JEE MAIN - Physics (2022 - 26th July Morning Shift - No. 4)

The magnetic field of a plane electromagnetic wave is given by :

$$ \overrightarrow{\mathrm{B}}=2 \times 10^{-8} \sin \left(0.5 \times 10^{3} x+1.5 \times 10^{11} \mathrm{t}\right) \,\hat{j} \mathrm{~T}$$.

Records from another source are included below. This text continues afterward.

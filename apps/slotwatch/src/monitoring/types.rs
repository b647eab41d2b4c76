use serde::{Deserialize, Serialize};
use serde_json::Value;
use std::fmt;
use std::sync::Arc;

/// Stable identifier of a monitored target, used as the key into persisted state
#[derive(Debug, Clone, PartialEq, Eq, Hash, PartialOrd, Ord, Serialize, Deserialize)]
#[serde(transparent)]
pub struct TargetId(String);

impl TargetId {
    pub fn new(id: impl Into<String>) -> Self {
        Self(id.into())
    }

    pub fn as_str(&self) -> &str {
        &self.0
    }
}

impl fmt::Display for TargetId {
    fn fmt(&self, f: &mut fmt::Formatter<'_>) -> fmt::Result {
        f.write_str(&self.0)
    }
}

impl From<&str> for TargetId {
    fn from(id: &str) -> Self {
        Self::new(id)
    }
}

impl From<String> for TargetId {
    fn from(id: String) -> Self {
        Self(id)
    }
}

/// Decides whether a decoded response body means the booking went through.
///
/// Response schemas differ between booking services (and between versions of
/// the same service), so every target carries its own predicate.
pub trait SuccessPredicate: Send + Sync + fmt::Debug {
    fn is_success(&self, body: &Value) -> bool;

    /// Human-readable reason the server gave for a pending answer, if any
    fn pending_message(&self, _body: &Value) -> Option<String> {
        None
    }
}

/// Predicate reading a boolean field from a JSON object.
///
/// A missing or non-boolean field counts as "not yet".
#[derive(Debug, Clone, PartialEq, Eq)]
pub struct BoolField {
    pub success_field: String,
    pub message_field: Option<String>,
}

impl BoolField {
    pub fn new(success_field: impl Into<String>) -> Self {
        Self { success_field: success_field.into(), message_field: None }
    }

    pub fn with_message_field(mut self, field: impl Into<String>) -> Self {
        self.message_field = Some(field.into());
        self
    }
}

impl Default for BoolField {
    fn default() -> Self {
        Self::new("isSuccess").with_message_field("message")
    }
}

impl SuccessPredicate for BoolField {
    fn is_success(&self, body: &Value) -> bool {
        body.get(&self.success_field).and_then(Value::as_bool).unwrap_or(false)
    }

    fn pending_message(&self, body: &Value) -> Option<String> {
        let field = self.message_field.as_deref()?;
        body.get(field).and_then(Value::as_str).map(str::to_owned)
    }
}

/// What a well-formed probe response told us
#[derive(Debug, Clone, PartialEq, Eq)]
pub enum ProbeOutcome {
    Success,
    Pending { message: Option<String> },
}

/// A monitored booking endpoint. Immutable once built.
#[derive(Debug, Clone)]
pub struct Target {
    pub id: TargetId,
    pub name: String,
    pub endpoint: String,
    /// Opaque request document POSTed on every probe
    pub body: Value,
    predicate: Arc<dyn SuccessPredicate>,
}

impl Target {
    pub fn new(
        id: impl Into<TargetId>,
        name: impl Into<String>,
        endpoint: impl Into<String>,
        body: Value,
    ) -> Self {
        Self {
            id: id.into(),
            name: name.into(),
            endpoint: endpoint.into(),
            body,
            predicate: Arc::new(BoolField::default()),
        }
    }

    pub fn with_predicate(mut self, predicate: impl SuccessPredicate + 'static) -> Self {
        self.predicate = Arc::new(predicate);
        self
    }

    pub fn interpret(&self, body: &Value) -> ProbeOutcome {
        if self.predicate.is_success(body) {
            ProbeOutcome::Success
        } else {
            ProbeOutcome::Pending { message: self.predicate.pending_message(body) }
        }
    }
}

#[cfg(test)]
mod tests {
    use super::*;
    use serde_json::json;

    #[test]
    fn bool_field_reads_success_flag() {
        let predicate = BoolField::default();

        assert!(predicate.is_success(&json!({ "isSuccess": true })));
        assert!(!predicate.is_success(&json!({ "isSuccess": false })));
        assert!(!predicate.is_success(&json!({ "isSuccess": "true" })));
        assert!(!predicate.is_success(&json!({})));
        assert!(!predicate.is_success(&json!([true])));
    }

    #[test]
    fn interpret_extracts_pending_message() {
        let target = Target::new("43", "Khutorok", "http://localhost/book", json!({}));

        let outcome = target.interpret(&json!({
            "isSuccess": false,
            "message": "Selected dates are already taken",
        }));

        assert_eq!(
            outcome,
            ProbeOutcome::Pending { message: Some("Selected dates are already taken".into()) }
        );
    }

    #[test]
    fn custom_predicate_replaces_default() {
        let target = Target::new("44", "Perevoloka", "http://localhost/book", json!({}))
            .with_predicate(BoolField::new("isSuccessful"));

        assert_eq!(target.interpret(&json!({ "isSuccessful": true })), ProbeOutcome::Success);
        assert_eq!(
            target.interpret(&json!({ "isSuccess": true })),
            ProbeOutcome::Pending { message: None }
        );
    }

    #[test]
    fn target_id_serializes_as_plain_string() {
        let id = TargetId::new("128");
        assert_eq!(serde_json::to_string(&id).unwrap(), "\"128\"");
    }
}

The amplitude of the electric field would be :

$$6\, \mathrm{Vm}^{-1}$$ along $$x$$-axis

$$3\, \mathrm{Vm}^{-1}$$ along $$z$$-axis

$$6\, \mathrm{Vm}^{-1}$$ along $$z$$-axis

$$2 \times 10^{-8} \,\mathrm{Vm}^{-1}$$ along $$z$$-axis

Speed of light $$c = {\omega \over k} = {{1.5 \times {{10}^{11}}} \over {0.5 \times {{10}^3}}} = 3 \times {10^8}$$ m/sec

So, $${E_0} = {B_0}c$$

$$ = 2 \times {10^{ - 8}} \times 3 \times {10^8}$$

$$ = 6$$ V/m

Direction will be along z-axis.